What to do |
In the material below, some lines carry "RuleCompilationError". Copy each such line.

Provided data |
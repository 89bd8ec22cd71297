//! CDN viewer-request event adapter.
//!
//! # Responsibilities
//! - Deserialize `Records[0].cf.request` events
//! - Extract the request descriptor (host header matched case-insensitively)
//! - Render the router output in the event's native shape
//!
//! # Design Decisions
//! - Unknown request fields are kept verbatim and echoed back on forward
//! - The incoming event is never mutated; output is built from a copy
//! - Rewrite targets that fail to parse fall back to a pass-through

use std::collections::BTreeMap;

use serde::{Deserialize, Serialize};
use serde_json::{json, Map, Value};
use thiserror::Error;

use crate::observability::metrics;
use crate::routing::{
    ForwardRequest, HeaderEntry, MalformedRequestError, Origin, RequestDescriptor, RouteError,
    Router, RouterOutput,
};

/// A viewer-request event.
#[derive(Debug, Clone, Deserialize, Serialize)]
pub struct ViewerRequestEvent {
    #[serde(rename = "Records")]
    pub records: Vec<EventRecord>,
}

#[derive(Debug, Clone, Deserialize, Serialize)]
pub struct EventRecord {
    pub cf: CfPayload,
}

#[derive(Debug, Clone, Deserialize, Serialize)]
pub struct CfPayload {
    #[serde(default, skip_serializing_if = "Value::is_null")]
    pub config: Value,
    pub request: CfRequest,
}

/// The request part of the event.
#[derive(Debug, Clone, Default, Deserialize, Serialize)]
pub struct CfRequest {
    #[serde(default, skip_serializing_if = "Option::is_none")]
    pub uri: Option<String>,

    /// Header lists keyed by lower-case header name.
    #[serde(default)]
    pub headers: BTreeMap<String, Vec<HeaderEntry>>,

    #[serde(default, skip_serializing_if = "Option::is_none")]
    pub origin: Option<Value>,

    /// Everything else (method, querystring, clientIp, ...).
    #[serde(flatten)]
    pub extra: Map<String, Value>,
}

/// Errors handling an edge event.
#[derive(Debug, Error)]
pub enum EventError {
    #[error("event has no records")]
    NoRecords,

    #[error("malformed request: {0}")]
    Malformed(#[from] MalformedRequestError),

    #[error("invalid event JSON: {0}")]
    Json(#[from] serde_json::Error),
}

impl ViewerRequestEvent {
    /// Parse an event from JSON text.
    pub fn from_json(text: &str) -> Result<Self, EventError> {
        Ok(serde_json::from_str(text)?)
    }

    /// The request of the first record.
    pub fn request(&self) -> Result<&CfRequest, EventError> {
        self.records
            .first()
            .map(|record| &record.cf.request)
            .ok_or(EventError::NoRecords)
    }
}

impl CfRequest {
    /// Build the router's view of this request.
    pub fn descriptor(&self) -> Result<RequestDescriptor, MalformedRequestError> {
        let headers = self.headers.iter().filter_map(|(name, entries)| {
            entries.first().map(|entry| (name.as_str(), entry.value.as_str()))
        });
        RequestDescriptor::from_headers(self.uri.as_deref(), headers)
    }

    /// Render `output` in the event's shape.
    pub fn render(&self, output: &RouterOutput) -> Result<Value, EventError> {
        let forward = match output {
            RouterOutput::Redirect(redirect) => return Ok(serde_json::to_value(redirect)?),
            RouterOutput::Forward(forward) => forward,
        };

        let mut request = self.clone();
        request.uri = Some(forward.uri().to_string());

        if let Some(origin) = forward.origin() {
            request.origin = Some(custom_origin(origin));
        }
        if let Some(host) = &forward.host_header {
            request.headers.retain(|name, _| !name.eq_ignore_ascii_case("host"));
            request
                .headers
                .insert("host".to_string(), vec![HeaderEntry::new("host", host.as_str())]);
        }

        Ok(serde_json::to_value(request)?)
    }
}

/// `origin.custom` block for a cross-origin rewrite.
fn custom_origin(origin: &Origin) -> Value {
    let custom_headers: Map<String, Value> = origin
        .custom_headers
        .iter()
        .map(|(name, value)| {
            (
                name.to_lowercase(),
                json!([{ "key": name, "value": value }]),
            )
        })
        .collect();

    json!({
        "custom": {
            "domainName": origin.hostname,
            "protocol": origin.protocol.as_str(),
            "port": origin.port,
            "path": origin.base_path,
            "sslProtocols": origin.tls_protocols,
            "readTimeout": origin.read_timeout_secs,
            "keepaliveTimeout": origin.keep_alive_timeout_secs,
            "customHeaders": custom_headers,
        }
    })
}

/// Route one event and render the result.
///
/// A rewrite target that cannot be parsed is logged and the request is
/// passed through lower-cased.
pub fn handle_event(router: &Router, event: &ViewerRequestEvent) -> Result<Value, EventError> {
    let request = event.request()?;
    let descriptor = request.descriptor()?;

    let output = match router.route(&descriptor) {
        Ok(output) => output,
        Err(RouteError::Malformed(e)) => return Err(e.into()),
        Err(e @ RouteError::InvalidRewriteTarget { .. }) => {
            tracing::warn!(path = %descriptor.path, error = %e, "Passing request through");
            metrics::record_decision("fallback");
            RouterOutput::Forward(ForwardRequest::passthrough(&descriptor))
        }
    };

    request.render(&output)
}
//! Rule compilation and loading errors.

use std::fmt;
use std::path::PathBuf;

use thiserror::Error;

/// Position of a rule in its source.
#[derive(Debug, Clone, Copy, PartialEq, Eq)]
pub enum SourceRef {
    /// 1-based line number in a line-oriented rules file.
    Line(usize),
    /// 0-based index in a structured record list.
    Record(usize),
}

impl fmt::Display for SourceRef {
    fn fmt(&self, f: &mut fmt::Formatter<'_>) -> fmt::Result {
        match self {
            SourceRef::Line(n) => write!(f, "line {}", n),
            SourceRef::Record(n) => write!(f, "record {}", n),
        }
    }
}

/// A single rule that could not be compiled.
///
/// The offending rule is dropped; compilation of the remaining rules continues.
#[derive(Debug, Error)]
#[error("{location}: {reason} (`{source_text}`)")]
pub struct RuleCompilationError {
    pub location: SourceRef,
    pub source_text: String,
    #[source]
    pub reason: CompileErrorReason,
}

impl RuleCompilationError {
    pub(crate) fn new(
        location: SourceRef,
        source_text: impl Into<String>,
        reason: CompileErrorReason,
    ) -> Self {
        Self {
            location,
            source_text: source_text.into(),
            reason,
        }
    }
}

/// Why a rule was rejected.
#[derive(Debug, Error)]
pub enum CompileErrorReason {
    /// The pattern is not a valid regular expression.
    #[error("invalid pattern: {0}")]
    InvalidPattern(#[from] regex::Error),

    /// A rule line did not split into pattern, status and replacement.
    #[error("expected 3 tokens (pattern, status, replacement), found {0}")]
    TokenCount(usize),

    /// The status token is not a number.
    #[error("invalid status code `{0}`")]
    InvalidStatus(String),

    /// A structured record violates the rule schema.
    #[error("schema violation: {0}")]
    Schema(String),
}

/// Errors reading a rule source from disk.
#[derive(Debug, Error)]
pub enum LoadError {
    #[error("failed to read {path}: {source}")]
    Io {
        path: PathBuf,
        #[source]
        source: std::io::Error,
    },

    #[error("invalid JSON rules: {0}")]
    Json(#[from] serde_json::Error),

    #[error("invalid YAML rules: {0}")]
    Yaml(#[from] serde_yaml::Error),
}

Task output |
pub struct RuleCompilationError {
impl RuleCompilationError {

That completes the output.